I went to an aerobics class tonight at the gym I may or may not join.  The class was a Kukuwa dance workout, which incorporates moves and music from African, Indian, and Latin traditions, and it was FUN.  All you need is coordination and sense of rhythm.  I have those.  When it was over, the instructor said I picked up the steps really quickly and then she asked me if I had any dance experience.  Flattery will get you everywhere.  Including back to her class, which I’m sure was the point.  Still – I WANT TO DANCE.  Who knew?

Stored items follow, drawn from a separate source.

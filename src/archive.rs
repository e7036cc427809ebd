//! Text archive stage
//!
//! Each run's raw OCR text is kept as `extracted_<timestamp>.txt`. Archives
//! are write-once and never read back by the tool.

use crate::error::{OcrSheetError, Result};
use chrono::NaiveDateTime;
use ocr_sheet_common::naming;
use std::path::{Path, PathBuf};

/// Writes `text` as UTF-8 under `dir`, stamped with the current time
pub fn archive_text(dir: &Path, text: &str) -> Result<PathBuf> {
    archive_text_at(dir, text, &naming::now())
}

/// Same as [`archive_text`] with an explicit timestamp
pub fn archive_text_at(dir: &Path, text: &str, at: &NaiveDateTime) -> Result<PathBuf> {
    let path = dir.join(naming::text_file_name(at));
    std::fs::write(&path, text.as_bytes())
        .map_err(|e| OcrSheetError::Archive(format!("{}: {}", path.display(), e)))?;
    log::info!("[ARCHIVE] Extracted text saved to: {}", path.display());
    Ok(path)
}

#[cfg(test)]
mod tests {
    use super::*;
    use chrono::NaiveDate;
    use tempfile::tempdir;

    fn at(sec: u32) -> NaiveDateTime {
        NaiveDate::from_ymd_opt(2026, 3, 14)
            .unwrap()
            .and_hms_opt(15, 9, sec)
            .unwrap()
    }

    #[test]
    fn test_round_trip_multiline_utf8() {
        let dir = tempdir().unwrap();
        let text = "Name\tAge\nAlice\t30\n日本語テキスト\r\nÜmlaut – dash\n";

        let path = archive_text(dir.path(), text).unwrap();
        assert_eq!(std::fs::read_to_string(&path).unwrap(), text);
    }

    #[test]
    fn test_name_uses_timestamp() {
        let dir = tempdir().unwrap();
        let path = archive_text_at(dir.path(), "x", &at(26)).unwrap();
        assert_eq!(path.file_name().unwrap(), "extracted_20260314_150926.txt");
    }

    #[test]
    fn test_same_second_last_write_wins() {
        let dir = tempdir().unwrap();
        archive_text_at(dir.path(), "first", &at(1)).unwrap();
        let path = archive_text_at(dir.path(), "second", &at(1)).unwrap();

        assert_eq!(std::fs::read_dir(dir.path()).unwrap().count(), 1);
        assert_eq!(std::fs::read_to_string(path).unwrap(), "second");
    }

    #[test]
    fn test_missing_dir_is_archive_error() {
        let dir = tempdir().unwrap();
        let err = archive_text(&dir.path().join("missing"), "text").unwrap_err();
        assert!(matches!(err, OcrSheetError::Archive(_)));
    }
}
use clap::Parser;
use dialoguer::Confirm;
use ocr_sheet::capture::XcapCapturer;
use ocr_sheet::cli::{Cli, Commands, SheetTarget};
use ocr_sheet::error::{OcrSheetError, Result};
use ocr_sheet::{Config, Controller, Dialog, Pipeline, PipelineOutcome, PointPairSelector, TesseractExtractor};
use std::path::Path;
use std::process::ExitCode;

fn main() -> ExitCode {
    let cli = Cli::parse();
    init_logging(cli.verbose);

    match run(cli) {
        Ok(true) => ExitCode::SUCCESS,
        Ok(false) => ExitCode::FAILURE,
        Err(e) => {
            log::error!("{}", e);
            eprintln!("✖ {}", e);
            ExitCode::FAILURE
        }
    }
}

fn init_logging(verbose: bool) {
    let level = if verbose { "debug" } else { "warn" };
    env_logger::Builder::from_env(env_logger::Env::default().default_filter_or(level)).init();
}

fn apply_target(mut config: Config, target: SheetTarget) -> Result<Config> {
    if let Some(workbook) = target.workbook {
        config.workbook_path = workbook;
    }
    if let Some(sheet) = target.sheet {
        config.sheet_name = sheet;
    }
    config.validate()?;
    Ok(config)
}

fn pipeline(config: Config) -> Pipeline<XcapCapturer, TesseractExtractor> {
    let extractor = TesseractExtractor::new(config.ocr.clone());
    Pipeline::new(config, XcapCapturer::new(), extractor)
}

/// Prints the dialog the desktop popup would show; true on success
fn report_outcome(outcome: &PipelineOutcome, dialog: &Dialog, report: Option<&Path>) -> Result<bool> {
    if let Some(path) = report {
        std::fs::write(path, serde_json::to_string_pretty(outcome)?)?;
        println!("✔ Report saved: {}", path.display());
    }

    if dialog.is_error() {
        eprintln!("\n✖ {}: {}", dialog.title, dialog.message);
        Ok(false)
    } else {
        println!("\n✅ {}", dialog.message);
        Ok(true)
    }
}

fn run(cli: Cli) -> Result<bool> {
    let config = Config::load()?;

    match cli.command {
        Commands::Run { from, to, target, report } => {
            println!("📷 ocr-sheet - capture\n");
            let config = apply_target(config, target)?;
            config.prepare_dirs()?;

            let pipeline = pipeline(config);
            let mut selector = PointPairSelector::new(from, to);
            let mut controller = Controller::new();
            let (outcome, dialog) = controller.run(&pipeline, &mut selector)?;

            report_outcome(&outcome, &dialog, report.as_deref())
        }

        Commands::Image { path, target, report } => {
            println!("🖼  ocr-sheet - image\n");
            let config = apply_target(config, target)?;
            config.prepare_dirs()?;

            let pipeline = pipeline(config);
            let outcome = pipeline.run_from_image(&path);
            let dialog = Dialog::for_outcome(&outcome);

            report_outcome(&outcome, &dialog, report.as_deref())
        }

        Commands::Write { input, target } => {
            let config = apply_target(config, target)?;
            let text = std::fs::read_to_string(&input)?;

            let summary = pipeline(config.clone()).write_text(&text)?;
            println!(
                "✔ {} cell(s) in {} row(s) written to {} [{}]",
                summary.cells,
                summary.rows,
                config.workbook_path.display(),
                config.sheet_name
            );
            Ok(true)
        }

        Commands::Config { show, init } => {
            if init {
                let path = Config::config_path()?;
                let overwrite = !path.exists()
                    || Confirm::new()
                        .with_prompt(format!("{} exists. Overwrite?", path.display()))
                        .default(false)
                        .interact()
                        .map_err(|e| OcrSheetError::Config(e.to_string()))?;
                if overwrite {
                    Config::default().save_to(&path)?;
                    println!("✔ Config written: {}", path.display());
                }
            }

            if show || !init {
                let config = Config::load()?;
                println!("Config ({}):", Config::config_path()?.display());
                println!("  Workbook: {}", config.workbook_path.display());
                println!("  Sheet: {}", config.sheet_name);
                println!("  First cell: row {}, column {}", config.start_row, config.start_col);
                println!("  Text archive: {}", config.text_archive_dir.display());
                println!("  Screenshot archive: {}", config.screenshot_archive_dir.display());
                println!("  OCR language: {}", config.ocr.language);
            }
            Ok(true)
        }
    }
}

I want to sing, too.  I could be a triple threat!  Except for the triple part.  I can’t act.  To save my LIFE.

ZOMG puppies!

The dogs and I met the most adorable little puppy named Otto today.  Twelve weeks old, SO cute.  He looked like the poky little puppy, except with the colors reversed.

Otto was mostly black, with white and brown on his face, ears, and paws.  So cute I wanted to gobble him up.  He handled being rushed by Roxy and Riley pretty well, too.

I want one.

It wasn’t that hard

I downloaded a second installation of WordPress, created a second database on my hosting site (so it would belong to my domain), copied the theme over so it would match, and linked it here. Run, Zannah, Run! exists as a second blog at www.inanechatter.net and you can find it by clicking the link for it under Pages on the right. If you’re interested. You don’t have to be. It might only be interesting to me, and I can’t even say that for sure.

Not a good sales pitch.

Anyway, I took it down on Blogger just now. Which means I should probably disable the link in the last post. Hang on.

Done.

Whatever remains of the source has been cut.